As it turns out, most of the goons hired to ship the immigrants in aren’t paid well enough to stick around once we’ve turned up the heat. Our club knows how to handle itself in a firefight, and it isn’t long before most of the creeps go running for the hills, leaving us to take the law into our own hands with the dock owners who make it all happen. But not before we put down a few of their men, and they give us a few injuries in return. Anya’s going to have her work cut out for her over the next few weeks.
The situation is dealt with, and just as expected, when we call the hospital in to tend to the immigrants, there’s no voice up top telling them to hold back; the feds are in hiding, and we’ve struck while the iron is hot.
One of the locals tips us off about a brothel a few towns further south, and we’re off again. It’s an even simpler job—our bikes come roaring off the interstate, surround the house where the sex slavery ring is operating, and before the pimps know what’s pulled up on their front porch, we’re kicking down the doors and taking over the place.
It doesn’t take long for us to get a reputation. After a few more towns, bosses and crime lords alike start getting nervous at the news of our kutte being spotted on the roads nearby. The sounds of our engines tearing into a dock or a warehouse district sends the slavers running, and the ones that put up a tough fight quickly find themselves outmatched.
Part of that is because as news of our work starts to spread, other bikers start paying attention. A few trustworthy guns for hire start snowballing into our ragtag pack of ex-dock workers, and as we fan out north, we’ve nearly doubled our numbers.
The whole ride takes over a month. By the end of it, we have a reputation as one of the most feared clubs on the eastern seaboard, but the only ones cowering are the human traffickers. Just like the crooked opportunists took advantage of the FBI’s presence in town, word of our vigilantism emboldens the workers from town to town, and before long, we start hearing about miners and factory laborers and dock workers organizing themselves and pushing out internal corruption on their own, before we even hit the town.
But after a long and hard streak across New England, the time comes for us to head back to where it all got started—back to Bayonne, where the townspeople greet our ride into the city with a celebration.

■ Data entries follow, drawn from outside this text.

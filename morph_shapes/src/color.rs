//! HSL colours and conversion to RGB / packed ARGB.

/// Linear-ish RGB, each channel in `[0, 1]`.
pub type Rgb = [f32; 3];

/// Hue/saturation/lightness, all in `[0, 1]` (hue wraps).
#[derive(Clone, Copy, Debug, PartialEq)]
pub struct Hsl {
    pub h: f32,
    pub s: f32,
    pub l: f32,
}

impl Hsl {
    pub fn new(h: f32, s: f32, l: f32) -> Self {
        Hsl { h, s, l }
    }

    pub fn to_rgb(self) -> Rgb {
        let h = self.h.rem_euclid(1.0);
        let s = self.s.clamp(0.0, 1.0);
        let l = self.l.clamp(0.0, 1.0);

        if s == 0.0 {
            return [l, l, l];
        }

        let hi = if l <= 0.5 { l * (1.0 + s) } else { l + s - l * s };
        let lo = 2.0 * l - hi;
        [
            hue_channel(lo, hi, h + 1.0 / 3.0),
            hue_channel(lo, hi, h),
            hue_channel(lo, hi, h - 1.0 / 3.0),
        ]
    }
}

fn hue_channel(lo: f32, hi: f32, mut t: f32) -> f32 {
    if t < 0.0 { t += 1.0; }
    if t > 1.0 { t -= 1.0; }
    if t < 1.0 / 6.0 { return lo + (hi - lo) * 6.0 * t; }
    if t < 0.5       { return hi; }
    if t < 2.0 / 3.0 { return lo + (hi - lo) * 6.0 * (2.0 / 3.0 - t); }
    lo
}

/// Pack an RGB triple into `0xAARRGGBB` with opaque alpha.
pub fn pack_argb(rgb: Rgb) -> u32 {
    let c = |v: f32| (v.clamp(0.0, 1.0) * 255.0) as u32;
    0xFF000000 | (c(rgb[0]) << 16) | (c(rgb[1]) << 8) | c(rgb[2])
}
// ════════════════════════════════════════════════════════════════════════════
// AppState
// ════════════════════════════════════════════════════════════════════════════

pub struct AppState {
    // ── shapes ───────────────────────────────────────────────────────────
    library:  ShapeLibrary,
    registry: SetRegistry,
    cloud:    TargetCloud,
    rng:      Box<dyn RandomSource>,

    // ── motion ───────────────────────────────────────────────────────────
    animator: MorphAnimator,
    tracker:  GestureTracker,
}

impl AppState {
    /// Build the pipeline and generate the starting set's first shape.
    pub fn new(cfg: &AppConfig, mut rng: Box<dyn RandomSource>) -> Result<Self> {
        let library = ShapeLibrary::standard().context("building shape library")?;
        let mut registry = SetRegistry::standard().context("building set registry")?;
        let shape = registry
            .activate(&cfg.initial_set)
            .with_context(|| format!("selecting initial set {:?}", cfg.initial_set))?;

        let mut cloud = TargetCloud::new(cfg.particle_count).context("allocating particles")?;
        cloud.regenerate(&library, shape, rng.as_mut())?;
        let animator = MorphAnimator::new(cfg.particle_count, rng.as_mut());

        info!(
            "{} particles, {} sets, starting in {} on '{}'",
            cfg.particle_count,
            registry.len(),
            registry.active().status_label(),
            shape,
        );

        Ok(AppState {
            library,
            registry,
            cloud,
            rng,
            animator,
            tracker: GestureTracker::new(cfg.tracker_config()),
        })
    }

    /// Seeded from the config when it names a seed, otherwise from entropy.
    pub fn from_config(cfg: &AppConfig) -> Result<Self> {
        let rng: Box<dyn RandomSource> = match cfg.seed {
            Some(seed) => Box::new(RngSource::seeded(seed)),
            None => Box::new(RngSource::from_entropy()),
        };
        AppState::new(cfg, rng)
    }

    // ── process one landmark frame ───────────────────────────────────────

    pub fn handle_frame(&mut self, hands: &[Hand], now: Instant) -> GestureUpdate {
        let update = self.tracker.update(hands, now);

        if update.set_switch_fired {
            let shape = self.registry.next();
            info!("thumbs up: {}", self.set_banner());
            self.morph_to(shape);
        } else if update.control.shape_switch_finger_count > 0 {
            let count = update.control.shape_switch_finger_count;
            if let Some(shape) = self.registry.select_finger_count(count) {
                info!("{} fingers: '{}'", count, shape);
                self.morph_to(shape);
            }
        }
        update
    }

    /// Active set label with its colour, for logs.
    pub fn set_banner(&self) -> String {
        let set = self.registry.active();
        format!("{} {}", set.status_label(), set.color_hex())
    }

    fn morph_to(&mut self, shape: ShapeId) {
        if let Err(e) = self.cloud.regenerate(&self.library, shape, self.rng.as_mut()) {
            warn!("cannot generate '{}': {}", shape, e);
        }
    }

    // ── set navigation (keyboard) ────────────────────────────────────────

    pub fn next_set(&mut self) {
        let shape = self.registry.next();
        info!("{}", self.set_banner());
        self.morph_to(shape);
    }

    pub fn prev_set(&mut self) {
        let shape = self.registry.prev();
        info!("{}", self.set_banner());
        self.morph_to(shape);
    }

    pub fn activate_set(&mut self, key: &str) -> Result<(), SetError> {
        let shape = self.registry.activate(key)?;
        info!("{}", self.set_banner());
        self.morph_to(shape);
        Ok(())
    }

    /// Activate by registry position; out-of-range positions are ignored.
    pub fn activate_set_at(&mut self, index: usize) {
        let key = match self.registry.sets().get(index) {
            Some(set) => set.key().to_string(),
            None => {
                debug!("no set at position {}", index);
                return;
            }
        };
        if let Err(e) = self.activate_set(&key) {
            warn!("{}", e);
        }
    }

    pub fn apply(&mut self, cmd: UiCommand) {
        match cmd {
            UiCommand::NextSet        => self.next_set(),
            UiCommand::PrevSet        => self.prev_set(),
            UiCommand::ActivateSet(i) => self.activate_set_at(i),
            UiCommand::Quit           => { /* handled in run loop */ }
        }
    }

    // ── per-frame tick ───────────────────────────────────────────────────

    pub fn tick(&mut self) {
        self.animator.tick(&self.tracker.control(), &self.cloud);
    }

    // ── accessors for the render loop ────────────────────────────────────

    pub fn registry(&self) -> &SetRegistry  { &self.registry }
    pub fn cloud(&self)    -> &TargetCloud  { &self.cloud }
    pub fn animator(&self) -> &MorphAnimator { &self.animator }
    pub fn control(&self)  -> ControlState  { self.tracker.control() }

    /// One-line summary of shape and gesture state.
    pub fn detail(&self) -> String {
        let c = self.tracker.control();
        format!(
            "{}  {}  ZOOM {:.2}  HANDS {}",
            self.registry.active_shape().name().to_uppercase(),
            if c.rotation_mode { "ROTATE" } else { "AMBIENT" },
            c.zoom_scale,
            c.hand_count,
        )
    }

    pub fn scene(&self) -> Scene<'_> {
        let set = self.registry.active();
        Scene {
            positions:    self.animator.positions(),
            colors:       self.cloud.colors(),
            angles:       self.animator.angles(),
            status:       set.status_label(),
            status_color: set.color(),
            detail:       self.detail(),
        }
    }
}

Eva heads off to lead one of the branches of the Union Club that’s cropped up in upstate New York, and I give her all the best as she does. Genn sticks by my side, despite having the chance to do the same, but he just laughs the offer off and says his place is right here in Bayonne. Since Eva will take up the rank of President at her own branch, I give Genn her old spot as Vice-Prez, and Vasily takes his place as my Sergeant. Anya will have an officer’s rank with her name on it too, if she can keep her hands off Officer Samuels long enough. Well, it isn’t ‘officer’ anymore since he quit the force to join the Club, but the boys seem to like it as a nickname for him.
But I’m most impressed of all with Cherry. She’s a natural at this, to the point that she loses herself talking about leads and new connections even during our downtime. Now that we’re back in Bayonne, though, I’m forcing all of us to take a little downtime in our own ways.
And my downtime with Cherry is what I’m looking forward to more than anything.